A weekend with Android Wear

I’ve been really interested in wearables since I saw the first press shots of the Moto 360. When wearables first appeared (the Pebble, Galaxy Gear) they were the equivalent of a calculator watch – quite useful for adding things together, but awful at telling the time and even worse for your sex life. They were blocky, had incredibly poor battery life and not something you’d even consider wearing on a night out. The Moto 360 made me take notice – a well-designed and, importantly, watch-like appearance gives it the credibility that it deserves. So, when I got the chance to try one for a weekend, I couldn’t pass it up.

My regular watch and the Moto 360

My regular watch and the Moto 360

Setup

The Moto 360 was a lot different to my regular watch. All dressed in black with a thin leather strap, it’s a far cry from my tiny, battered metal Swatch timepiece. At first I was pleasantly surprised by its feel – very comfortable to wear and lightweight, I hardly noticed it was there. It’s certainly a lot larger than my normal watch but I quickly got used to the differences, and got on with my day.

Initial setup was ok, it took two goes to connect over Bluetooth, but it was mostly painless. Then the notifications started raining in – Google Now bombarding me with reminders, weather updates, emails, Twitter, Facebook Messenger and more. At first it was overwhelming, and I wasn’t used to the swipe-to-dismiss, or scroll on to ignore motions. With a bit too much going on the watch also regularly janked and slowed down, not reacting to my input, which was far more frustrating.

The first day

As a watch, it’s really pretty poor

I spent most of the Friday in the office working at my computer. I’d be getting notifications on my phone and on the watch and on my laptop – it was all a bit much. I’d also put my normal watch back in my bag, so telling the time got quite hard. As a watch, it’s really pretty poor. Telling the time it the one thing that watches are supposed to be good at and every time I turned to look at my wrist I’d see a black screen, then about a second later, finally, I’d see the time. Frankly, that’s unacceptable and is one of the real issues that I struggled with during the first day.

I also played quite a lot of music on that day, and controlling that with the watch sounded like a good idea. In practice, I pressed the pause button on my headphones – much faster and far more convenient. It’s another example of a problem that the watch solves that has already been solved in better ways.

In the evening I had a play and found a whole host of useful settings that made the rest of the weekend far more pleasant:

  • Smart unlock – phone is unlocked when near the watch, no more typing in your passcode
  • Ambient clock – the watch is always a watch telling you the time
  • Only show notifications on the watch – no double/triple notifications
  • Silent mode – no noise, just a light vibration on your wrist when something happens

Saturday

During the party the watch went pretty-much unnoticed… It was just a normal watch that people paid no attention to.

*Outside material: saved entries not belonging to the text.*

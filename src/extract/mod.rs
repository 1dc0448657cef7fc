//! Listing extraction from rendered search-result pages.

pub mod models;

pub use models::{ListingRecord, RawListingBlock, MISSING_TITLE};

use crate::config::ExtractConfig;
use crate::diagnostics::{DiagnosticsReport, ListingOutcome};
use crate::error::ExtractError;
use crate::locate::{LocateTrail, Locator, Target};
use crate::market::Market;
use crate::price::{Decomposer, StructuredPrice};
use crate::urls::{canonical_product_url, resolve_link};
use scraper::{ElementRef, Html, Selector};
use std::sync::LazyLock;
use tracing::{debug, trace, warn};

static BODY: LazyLock<Selector> = LazyLock::new(|| Selector::parse("body").unwrap());

/// Listings and diagnostics for one page.
#[derive(Debug, Clone)]
pub struct Extraction {
    pub listings: Vec<ListingRecord>,
    pub diagnostics: DiagnosticsReport,
}

impl Extraction {
    pub fn is_empty(&self) -> bool {
        self.listings.is_empty()
    }

    pub fn len(&self) -> usize {
        self.listings.len()
    }
}

/// Extracts structured listings from a page.
///
/// Immutable once built; one extractor can serve many pages, including from
/// several threads.
pub struct ListingExtractor {
    locator: Locator,
    decomposer: Decomposer,
    link_base: Option<String>,
    canonicalize_links: bool,
    skip_untitled: bool,
}

impl ListingExtractor {
    /// Builds an extractor from configuration, compiling every strategy.
    pub fn new(config: &ExtractConfig) -> Result<Self, ExtractError> {
        let extractor = Self {
            locator: Locator::from_strategies(&config.strategies)?,
            decomposer: Decomposer::new(&config.price)?,
            link_base: None,
            canonicalize_links: config.canonicalize_links,
            skip_untitled: config.skip_untitled,
        };
        Ok(extractor)
    }

    /// Builds an extractor that resolves relative links against `market`'s base URL.
    pub fn for_market(config: &ExtractConfig, market: Market) -> Result<Self, ExtractError> {
        Ok(Self::new(config)?.with_link_base(market.base_url()))
    }

    pub fn with_link_base(mut self, base: impl Into<String>) -> Self {
        self.link_base = Some(base.into());
        self
    }

    pub fn canonicalize_links(mut self, enabled: bool) -> Self {
        self.canonicalize_links = enabled;
        self
    }

    pub fn skip_untitled(mut self, enabled: bool) -> Self {
        self.skip_untitled = enabled;
        self
    }

    pub fn locator(&self) -> &Locator {
        &self.locator
    }

    /// Parses `html` and extracts every listing from it.
    pub fn extract_html(&self, html: &str) -> Result<Extraction, ExtractError> {
        if html.trim().is_empty() {
            return Err(ExtractError::root_unavailable("page content is empty"));
        }

        let document = Html::parse_document(html);
        self.extract_document(&document)
    }

    /// Extracts every listing from a parsed document.
    pub fn extract_document(&self, document: &Html) -> Result<Extraction, ExtractError> {
        let body = document
            .select(&BODY)
            .next()
            .ok_or_else(|| ExtractError::root_unavailable("document has no body"))?;

        if !body.children().any(|child| child.value().is_element()) {
            return Err(ExtractError::root_unavailable("page body is empty"));
        }

        self.extract_all(Some(document.root_element()))
    }

    /// Extracts every listing below `root`.
    ///
    /// Missing fields never fail a listing; they are reported as absent and
    /// recorded in the diagnostics. Only a missing root is an error.
    pub fn extract_all(&self, root: Option<ElementRef<'_>>) -> Result<Extraction, ExtractError> {
        let root = root.ok_or_else(|| ExtractError::root_unavailable("no page root supplied"))?;

        let containers = self.locator.locate(root, Target::Container);
        if containers.is_empty() {
            warn!(
                "No listing containers found ({} strategies tried)",
                containers.trail.attempts.len()
            );
        } else {
            debug!(
                "Found {} listing containers via '{}'",
                containers.matches.len(),
                containers.trail.winner_name().unwrap_or_default()
            );
        }

        let mut listings = Vec::with_capacity(containers.matches.len());
        let mut outcomes = Vec::with_capacity(containers.matches.len());

        for (index, container) in containers.matches.iter().enumerate() {
            let (record, mut outcome) = self.extract_listing(index, container.element);

            if self.skip_untitled && !record.has_title() {
                trace!("Skipping untitled listing #{}", index + 1);
                outcome.skipped = true;
            } else {
                listings.push(record);
            }
            outcomes.push(outcome);
        }

        debug!("Extracted {} listings", listings.len());

        Ok(Extraction {
            listings,
            diagnostics: DiagnosticsReport::from_outcomes(containers.trail, outcomes),
        })
    }

    /// Reads one container's title, price block and link, all scoped to it.
    pub fn read_block(&self, container: ElementRef<'_>) -> RawListingBlock {
        self.read_block_traced(container).0
    }

    fn read_block_traced(
        &self,
        container: ElementRef<'_>,
    ) -> (RawListingBlock, [LocateTrail; 3]) {
        let title = self.locator.locate(container, Target::Title);
        let price = self.locator.locate(container, Target::PriceBlock);
        let link = self.locator.locate(container, Target::Link);

        let block = RawListingBlock {
            title_text: title.first().map(|m| m.lines().join(" ")),
            price_text: price.first().map(|m| m.lines()).unwrap_or_default(),
            link_url: link.first().map(|m| m.value.clone()),
        };

        (block, [title.trail, price.trail, link.trail])
    }

    fn extract_listing(&self, index: usize, container: ElementRef<'_>) -> (ListingRecord, ListingOutcome) {
        let (block, [title_trail, price_trail, link_trail]) = self.read_block_traced(container);

        if block.is_empty() {
            debug!("Listing #{}: container yielded no title, price or link", index + 1);
        } else {
            for trail in [&title_trail, &price_trail, &link_trail] {
                if trail.is_miss() {
                    trace!("Listing #{}: no {} found", index + 1, trail.target);
                }
            }
        }

        let decomposition = if block.price_text.is_empty() {
            None
        } else {
            Some(self.decomposer.decompose_detailed(&block.price_text))
        };
        let (price, ambiguities) = match decomposition {
            Some(d) => (d.price, d.ambiguities),
            None => (StructuredPrice::empty(), Vec::new()),
        };

        let record = ListingRecord {
            title: block.title_text.unwrap_or_else(|| MISSING_TITLE.to_string()),
            link: block.link_url.as_deref().and_then(|href| self.finish_link(href)),
            price,
        };

        let outcome = ListingOutcome {
            index,
            title: title_trail,
            price_block: price_trail,
            link: link_trail,
            price_parsed: record.price.current.is_some(),
            ambiguities,
            skipped: false,
        };

        (record, outcome)
    }

    fn finish_link(&self, href: &str) -> Option<String> {
        let resolved = resolve_link(href, self.link_base.as_deref())?;
        if !self.canonicalize_links || !resolved.starts_with("http") {
            return Some(resolved);
        }

        Some(canonical_product_url(&resolved).unwrap_or(resolved))
    }
}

This was a big day in the Workman household, we were throwing a party and I was on BBQ duty. We were running around getting things ready, so without time to check our phones regularly, it was nice to have messages popping up on my wrist. Trying to send a message back to someone with my voice was a case of hit-and-miss, so after a few tries I gave up and returned to my phone. It was just a bit too noisy for my watch and it couldn’t understand me properly – at this point the “Open on phone” action came in handy and the watch fell back to being a secondary screen.

I played with a few apps today, and some worked, most didn’t:

  • First-party apps such as Google Keep, Play Music and Maps were great
  • The heart rate monitor only gave a reading a few times, never really changed.
  • Google Fit was interesting, but my Fitbit was more accurate (I believe)
  • PlayerFM (podcast app) was the only third-party app that worked really well
  • Wunderlist only showed me the inbox, did nothing else, crashed a lot
  • TripAdvisor showed me items in my area (after a lot of waiting). That’s not what I use TripAdvisor for, I go looking for things in other places, so that one was useless as well
  • Amazon’s wear app only works in the USA

During the party the watch went pretty-much unnoticed. It was nice to see who was at the door by who was calling me (and the dog announcing their arrival), but it was only in the small hours of the morning that someone said “is that one of those smart-watches”. To me, the watch passed a very big test that day – acceptance. It was just a normal watch that people paid no attention to. A piece of technology that is so obvious on your body but that doesn’t garner a reaction is what I wanted. It’s not a big thing, it’s just a watch.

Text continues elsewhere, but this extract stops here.